I've travelled like 17 states by motorcycle... I'm not talking about weekend trips or vacation time for a week once a year... I'm talking, long term. Anyways, I lived like that on and off for the past few years... I been riding motor cycles all my life, but actually living off a bike, maybe 2 years full-time... Anyways, don't really know anybody who's doing it full-time... There's quite a few on YouTube, but I don't personally know any of them... Anybody on this site, on two wheels?


----------



## brando (Dec 18, 2019)

george990 said:


> I've travelled like 17 states by motorcycle... I'm not talking about weekend trips or vacation time for a week once a year... I'm talking, long term.
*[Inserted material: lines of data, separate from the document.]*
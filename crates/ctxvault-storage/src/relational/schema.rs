//! Schema creation and versioning.
//!
//! The version is tracked in `PRAGMA user_version`. Every statement is
//! create-if-absent, so running this against an up-to-date database is a
//! no-op.

use rusqlite::Connection;
use tracing::{debug, info};

use crate::error::Result;

/// Current schema version.
pub const SCHEMA_VERSION: i32 = 2;

/// Connection pragmas for a file-backed database.
pub fn apply_file_pragmas(conn: &Connection) -> Result<()> {
    conn.pragma_update(None, "journal_mode", "WAL")?;
    conn.pragma_update(None, "synchronous", "NORMAL")?;
    conn.pragma_update(None, "foreign_keys", "ON")?;
    Ok(())
}

/// Connection pragmas for the in-memory engine.
pub fn apply_memory_pragmas(conn: &Connection) -> Result<()> {
    conn.pragma_update(None, "foreign_keys", "ON")?;
    Ok(())
}

/// Bring the schema up to [`SCHEMA_VERSION`].
pub fn initialize(conn: &Connection) -> Result<()> {
    let current_version: i32 = conn
        .pragma_query_value(None, "user_version", |row| row.get(0))
        .unwrap_or(0);

    if current_version >= SCHEMA_VERSION {
        debug!("Schema up to date (version {})", current_version);
        return Ok(());
    }

    info!(
        "Migrating schema from version {} to {}",
        current_version, SCHEMA_VERSION
    );

    if current_version < 1 {
        create_v1(conn)?;
    }
    if current_version < 2 {
        migrate_v2(conn)?;
    }

    conn.pragma_update(None, "user_version", SCHEMA_VERSION)?;
    info!("Schema ready (version {})", SCHEMA_VERSION);
    Ok(())
}

fn create_v1(conn: &Connection) -> Result<()> {
    conn.execute_batch(
        r#"
        CREATE TABLE IF NOT EXISTS contexts (
            id TEXT PRIMARY KEY,
            project_path TEXT NOT NULL,
            type TEXT NOT NULL,
            content TEXT NOT NULL,
            timestamp TEXT NOT NULL,
            importance INTEGER NOT NULL,
            tags TEXT NOT NULL DEFAULT '[]'
        );

        CREATE INDEX IF NOT EXISTS idx_contexts_timestamp
            ON contexts(timestamp);

        CREATE INDEX IF NOT EXISTS idx_contexts_project_path
            ON contexts(project_path);

        CREATE TABLE IF NOT EXISTS agents (
            id TEXT PRIMARY KEY,
            name TEXT NOT NULL UNIQUE,
            description TEXT NOT NULL,
            emoji TEXT,
            specializations TEXT NOT NULL DEFAULT '[]',
            color TEXT,
            enabled INTEGER NOT NULL DEFAULT 1,
            is_custom INTEGER NOT NULL DEFAULT 0,
            prompt TEXT
        );

        CREATE TABLE IF NOT EXISTS meta (
            key TEXT PRIMARY KEY,
            value TEXT NOT NULL
        );
        "#,
    )?;
    Ok(())
}

/// Version 2: per-context embeddings for vector search.
fn migrate_v2(conn: &Connection) -> Result<()> {
    info!("Running schema migration v2: adding context_embeddings");
    conn.execute_batch(
        r#"
        CREATE TABLE IF NOT EXISTS context_embeddings (
            context_id TEXT PRIMARY KEY REFERENCES contexts(id) ON DELETE CASCADE,
            dimensions INTEGER NOT NULL,
            embedding BLOB NOT NULL
        );
        "#,
    )?;
    Ok(())
}

/// Read a value from the `meta` table.
pub fn get_meta(conn: &Connection, key: &str) -> Result<Option<String>> {
    let mut stmt = conn.prepare("SELECT value FROM meta WHERE key = ?1")?;
    let mut rows = stmt.query([key])?;
    match rows.next()? {
        Some(row) => Ok(Some(row.get(0)?)),
        None => Ok(None),
    }
}

/// Write a value to the `meta` table.
pub fn set_meta(conn: &Connection, key: &str, value: &str) -> Result<()> {
    conn.execute(
        "INSERT OR REPLACE INTO meta (key, value) VALUES (?1, ?2)",
        [key, value],
    )?;
    Ok(())
}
Anyways, I lived like that on and off for the past few years... I been riding motor cycles all my life, but actually living off a bike, maybe 2 years full-time... Anyways, don't really know anybody who's doing it full-time... There's quite a few on YouTube, but I don't personally know any of them... Anybody on this site, on two wheels?


Travelling by motorcycle right now. It's been about 2 months since I set out. Admittedly, I've ended up housed most of that time with family and friends. That wasn't the plan- I'm all geared up for camping, but I'm not one to turn down a comfy place and some side dough when it comes around.


----------



## starfarer (Dec 18, 2019)

I did it maybe five/ six years on my Vespa!


----------



## Deleted member 22934 (Dec 18, 2019)

brando said:


> Travelling by motorcycle right now. It's been about 2 months since I set out. Admittedly, I've ended up housed most of that time with family and friends. That wasn't the plan- I'm all geared up for camping, but I'm not one to turn down a comfy place and some side dough when it comes around.
> View attachment 53828


 
ya bro, that's understandable... Just looking for folks to ride with... Im basically living here for the same reasons as you... But truth be told, I've got a few enemies in this area, and very few friends... What's state or area are you in?


----------



## Deleted member 22934 (Dec 18, 2019)

starfarer said:


> I did it maybe five/ six years on my Vespa!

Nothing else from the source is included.